Mary Sinnott Darcy was born in Oak Park, Illinois but spent much of her childhood in Worcester, Massachusetts. She attended Classical High School and was a very accomplished pianist, attending the New England Conservatory of music.
She graduated from Wellesley College with a degree in Economics and lifelong friendships. After college Mary moved to New York City where she was one of the first women in a Merrill Lynch training program. During this time she started taking classes to get her MBA and also met the man who would become her husband - William (Bill) Darcy. Bill and Mary returned to Syracuse where they raised their 3 children.
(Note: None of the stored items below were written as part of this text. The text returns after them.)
//! qbench encoding circuits
//!
//! This crate holds the circuit model shared by the qbench server and CLI:
//! gate kinds, typed circuits, circuit metrics, and the rule-based validator
//! that every encoding passes before it is stored or benchmarked.
//!
//! # Core Components
//!
//! - **Gates**: [`GateKind`] for the supported operations and [`Param`] for
//!   angles and `input_<k>` feature references
//! - **Circuit**: [`Circuit`] typed view of a validated document, with
//!   qubit count, depth and feature metrics
//! - **Validation**: [`validate`] and friends, producing a [`ValidationResult`]
//!
//! # Example: Validating an Encoding
//!
//! ```rust
//! use qbench_circuit::validate;
//! use serde_json::json;
//!
//! let doc = json!({
//!     "circuit": [
//!         {"gate": "RY", "wires": [0], "params": ["input_0"]},
//!         {"gate": "CNOT", "wires": [1], "control": [0]}
//!     ]
//! });
//!
//! let result = validate(&doc);
//! assert!(!result.valid);
//! assert_eq!(
//!     result.errors,
//!     vec!["Number of distinct inputs (1) does not match qubit count (2)"]
//! );
//! ```
//!
//! # Supported Gates
//!
//! | Gate | Params | Control |
//! |------|--------|---------|
//! | `H`, `X`, `Y`, `Z` | no | no |
//! | `RX`, `RY`, `RZ` | yes | no |
//! | `CNOT`, `CZ` | no | yes |
//! | `SWAP` | no | no |
//! | `MEASURE` | no | no (last gate only) |

pub mod circuit;
pub mod error;
pub mod gate;
pub mod validate;

pub use circuit::{Circuit, qubit_hint};
pub use error::{CircuitError, CircuitResult};
pub use gate::{Gate, GateKind, INPUT_PREFIX, MAX_ANGLE, Param, parse_input_ref};
pub use validate::{
    ValidationResult, validate, validate_and_normalize, validate_file, validate_str,
};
After Bill died of cancer in 1980, Mary returned to work as an investments analyst and stock broker, eventually starting her own business, the Darcy Group. She loved her job and was still going to work everyday until a few years ago - and even then still kept the TV on CNBC.
She loved to garden and play bridge, which she did for years at the Century Club. She belonged to the local Wellesley Club and to a book club that she loved. She served for years on the Crouse-Irving Hospital Board of Directors in different capacities, on the Girl Scout Council of Central New York and on the Central New York Community Foundation Board in the ‘90s. As her children got older Mary picked up some new interests. She became involved in thoroughbred racing, teaming up with some good friends to buy horses. She had a blast at the track and especially loved going to Saratoga. She also took up golf, and had a boat that she kept on Lake Ontario. Her friends and family knew her as the hostess with the mostest. She and Bill were famous for their parties, and she kept that going after his death. The only thing that rivaled her shoe closet was her collection of dinnerware.
Mary is survived by her three children, Kate Coleman (John), George (Dorrie) and Liz Heller (Matt), 7 grandchildren (Lauren, Max, Will, Rory, Caroline, Sam and Molly), one great-grandchild (Nora), her sister Anne Moore, and many nieces and nephews.
In lieu of flowers donations may be made to the Alzheimer’s Association.